» TRY IT:
Every line from the start of the records below to the line containing "non-negative currency amount" should be retyped exactly, that line included, and no others.

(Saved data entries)

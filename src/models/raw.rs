//! Loosely typed request values
//!
//! Upstream callers send amounts as JSON numbers, numeric strings or, by
//! mistake, something else entirely. `RawValue` captures all three so that
//! validation can name the offending field instead of failing the whole
//! document.

use serde::{Deserialize, Serialize};

use super::money::{Money, MoneyParseError};
use super::policy::MAX_TENURE_YEARS;
use crate::error::{AgentError, AgentResult};

/// A request value before validation
#[derive(Debug, Clone, PartialEq, Serialize, Deserialize)]
#[serde(untagged)]
pub enum RawValue {
    Number(f64),
    Text(String),
    Other(serde_json::Value),
}

impl RawValue {
    /// Interpret the value as a finite number
    pub fn to_number(&self, field: &str) -> AgentResult<f64> {
        let value = match self {
            RawValue::Number(n) => *n,
            RawValue::Text(s) => {
                let cleaned: String = s
                    .trim()
                    .trim_start_matches('$')
                    .chars()
                    .filter(|c| *c != ',')
                    .collect();
                cleaned
                    .parse::<f64>()
                    .map_err(|_| AgentError::invalid(field, format!("'{}' is not a number", s)))?
            }
            RawValue::Other(v) => {
                return Err(AgentError::invalid(
                    field,
                    format!("expected a number, got {}", json_kind(v)),
                ))
            }
        };

        if !value.is_finite() {
            return Err(AgentError::invalid(field, "must be a finite number"));
        }
        Ok(value)
    }

    /// Interpret the value as a non-negative currency amount
    pub fn to_money(&self, field: &str) -> AgentResult<Money> {
        let amount = match self {
            RawValue::Text(s) => match Money::parse(s) {
                Ok(m) => m,
                Err(MoneyParseError::OutOfRange(_)) => return Err(out_of_range(field)),
                Err(MoneyParseError::InvalidFormat(_)) => {
                    money_from_number(self.to_number(field)?, field)?
                }
            },
            _ => money_from_number(self.to_number(field)?, field)?,
        };

        if amount.is_negative() {
            return Err(AgentError::invalid(field, "must not be negative"));
        }
        Ok(amount)
    }

    /// Interpret the value as an annual interest rate fraction
    pub fn to_rate(&self, field: &str) -> AgentResult<f64> {
        let rate = self.to_number(field)?;
        if rate < 0.0 {
            return Err(AgentError::invalid(field, "must not be negative"));
        }
        if rate > 1.0 {
            return Err(AgentError::invalid(
                field,
                "expected a fraction such as 0.03, not a percentage",
            ));
        }
        Ok(rate)
    }

    /// Interpret the value as a whole number of years
    pub fn to_tenure(&self, field: &str) -> AgentResult<u32> {
        let years = self.to_number(field)?;
        if years < 0.0 {
            return Err(AgentError::invalid(field, "must not be negative"));
        }
        if years.fract() != 0.0 {
            return Err(AgentError::invalid(field, "must be a whole number of years"));
        }
        if years > MAX_TENURE_YEARS as f64 {
            return Err(AgentError::invalid(
                field,
                format!("must be at most {} years", MAX_TENURE_YEARS),
            ));
        }
        Ok(years as u32)
    }
}

impl From<f64> for RawValue {
    fn from(value: f64) -> Self {
        RawValue::Number(value)
    }
}

impl From<&str> for RawValue {
    fn from(value: &str) -> Self {
        RawValue::Text(value.to_string())
    }
}

impl From<String> for RawValue {
    fn from(value: String) -> Self {
        RawValue::Text(value)
    }
}

/// Return the value of a field the caller was required to send
pub fn require<'a>(value: &'a Option<RawValue>, field: &str) -> AgentResult<&'a RawValue> {
    match value {
        None | Some(RawValue::Other(serde_json::Value::Null)) => Err(AgentError::missing(field)),
        Some(v) => Ok(v),
    }
}

/// Return the value of an optional field, treating JSON null as absent
pub fn optional(value: &Option<RawValue>) -> Option<&RawValue> {
    match value {
        None | Some(RawValue::Other(serde_json::Value::Null)) => None,
        Some(v) => Some(v),
    }
}

fn out_of_range(field: &str) -> AgentError {
    AgentError::invalid(field, "amount out of range")
}

fn money_from_number(value: f64, field: &str) -> AgentResult<Money> {
    Money::from_f64(value).ok_or_else(|| out_of_range(field))
}

pub(crate) fn json_kind(value: &serde_json::Value) -> &'static str {
    match value {
        serde_json::Value::Null => "null",
        serde_json::Value::Bool(_) => "a boolean",
        serde_json::Value::Number(_) => "a number",
        serde_json::Value::String(_) => "a string",
        serde_json::Value::Array(_) => "an array",
        serde_json::Value::Object(_) => "an object",
    }
}

#[cfg(test)]
mod tests {
    use super::*;

    fn parse(json: &str) -> RawValue {
        serde_json::from_str(json).unwrap()
    }

    #[test]
    fn test_deserializes_all_shapes() {
        assert_eq!(parse("9000"), RawValue::Number(9000.0));
        assert_eq!(parse("\"9000\""), RawValue::Text("9000".into()));
        assert!(matches!(parse("true"), RawValue::Other(_)));
        assert!(matches!(parse("[1, 2]"), RawValue::Other(_)));
    }

    #[test]
    fn test_money_from_number_and_text() {
        assert_eq!(parse("450000").to_money("price").unwrap(), Money::from_dollars(450_000));
        assert_eq!(
            parse("\"$450,000.50\"").to_money("price").unwrap(),
            Money::from_cents(45_000_050)
        );
        assert_eq!(parse("\"1e3\"").to_money("price").unwrap(), Money::from_dollars(1000));
    }

    #[test]
    fn test_money_rejects_negative_and_garbage() {
        let err = parse("-1").to_money("cash_savings").unwrap_err();
        assert_eq!(err.field(), Some("cash_savings"));
        assert!(err.to_string().contains("negative"));

        let err = parse("\"lots\"").to_money("cash_savings").unwrap_err();
        assert!(err.is_invalid_input());

        let err = parse("{\"a\": 1}").to_money("price").unwrap_err();
        assert!(err.to_string().contains("an object"));
    }

    #[test]
    fn test_money_text_agrees_with_number() {
        assert_eq!(
            parse("\"1234.567\"").to_money("price").unwrap(),
            parse("1234.567").to_money("price").unwrap()
        );

        let err = parse("\"$-0.50\"").to_money("price").unwrap_err();
        assert!(err.to_string().contains("negative"));

        for huge in ["\"90000000000000000\"", "90000000000000000", "\"1e20\""] {
            let err = parse(huge).to_money("cash_savings").unwrap_err();
            assert_eq!(
                err,
                AgentError::invalid("cash_savings", "amount out of range"),
                "{}",
                huge
            );
        }
    }

    #[test]
    fn test_rate_bounds() {
        assert_eq!(parse("0.03").to_rate("annual_rate").unwrap(), 0.03);
        assert_eq!(parse("\"0\"").to_rate("annual_rate").unwrap(), 0.0);
        assert!(parse("-0.01").to_rate("annual_rate").is_err());
        assert!(parse("3").to_rate("annual_rate").is_err());
    }

    #[test]
    fn test_tenure_must_be_whole() {
        assert_eq!(parse("25").to_tenure("tenure_years").unwrap(), 25);
        assert_eq!(parse("\"30\"").to_tenure("tenure_years").unwrap(), 30);
        assert!(parse("25.5").to_tenure("tenure_years").is_err());
        assert!(parse("-5").to_tenure("tenure_years").is_err());
        assert!(parse("1000").to_tenure("tenure_years").is_err());
    }

    #[test]
    fn test_require_treats_null_as_missing() {
        let absent: Option<RawValue> = None;
        let null = Some(RawValue::Other(serde_json::Value::Null));
        assert!(require(&absent, "price").is_err());
        assert!(require(&null, "price").is_err());
        assert!(optional(&null).is_none());
        assert!(require(&Some(RawValue::Number(1.0)), "price").is_ok());
    }
}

» RESPONSE BOX:
filename src/models/raw.rs
//! Loosely typed request values
//!
//! Upstream callers send amounts as JSON numbers, numeric strings or, by
//! mistake, something else entirely. `RawValue` captures all three so that
//! validation can name the offending field instead of failing the whole
//! document.

use serde::{Deserialize, Serialize};

use super::money::{Money, MoneyParseError};
use super::policy::MAX_TENURE_YEARS;
use crate::error::{AgentError, AgentResult};

/// A request value before validation
#[derive(Debug, Clone, PartialEq, Serialize, Deserialize)]
#[serde(untagged)]
pub enum RawValue {
    Number(f64),
    Text(String),
    Other(serde_json::Value),
}

impl RawValue {
    /// Interpret the value as a finite number
    pub fn to_number(&self, field: &str) -> AgentResult<f64> {
        let value = match self {
            RawValue::Number(n) => *n,
            RawValue::Text(s) => {
                let cleaned: String = s
                    .trim()
                    .trim_start_matches('$')
                    .chars()
                    .filter(|c| *c != ',')
                    .collect();
                cleaned
                    .parse::<f64>()
                    .map_err(|_| AgentError::invalid(field, format!("'{}' is not a number", s)))?
            }
            RawValue::Other(v) => {
                return Err(AgentError::invalid(
                    field,
                    format!("expected a number, got {}", json_kind(v)),
                ))
            }
        };

        if !value.is_finite() {
            return Err(AgentError::invalid(field, "must be a finite number"));
        }
        Ok(value)
    }

    /// Interpret the value as a non-negative currency amount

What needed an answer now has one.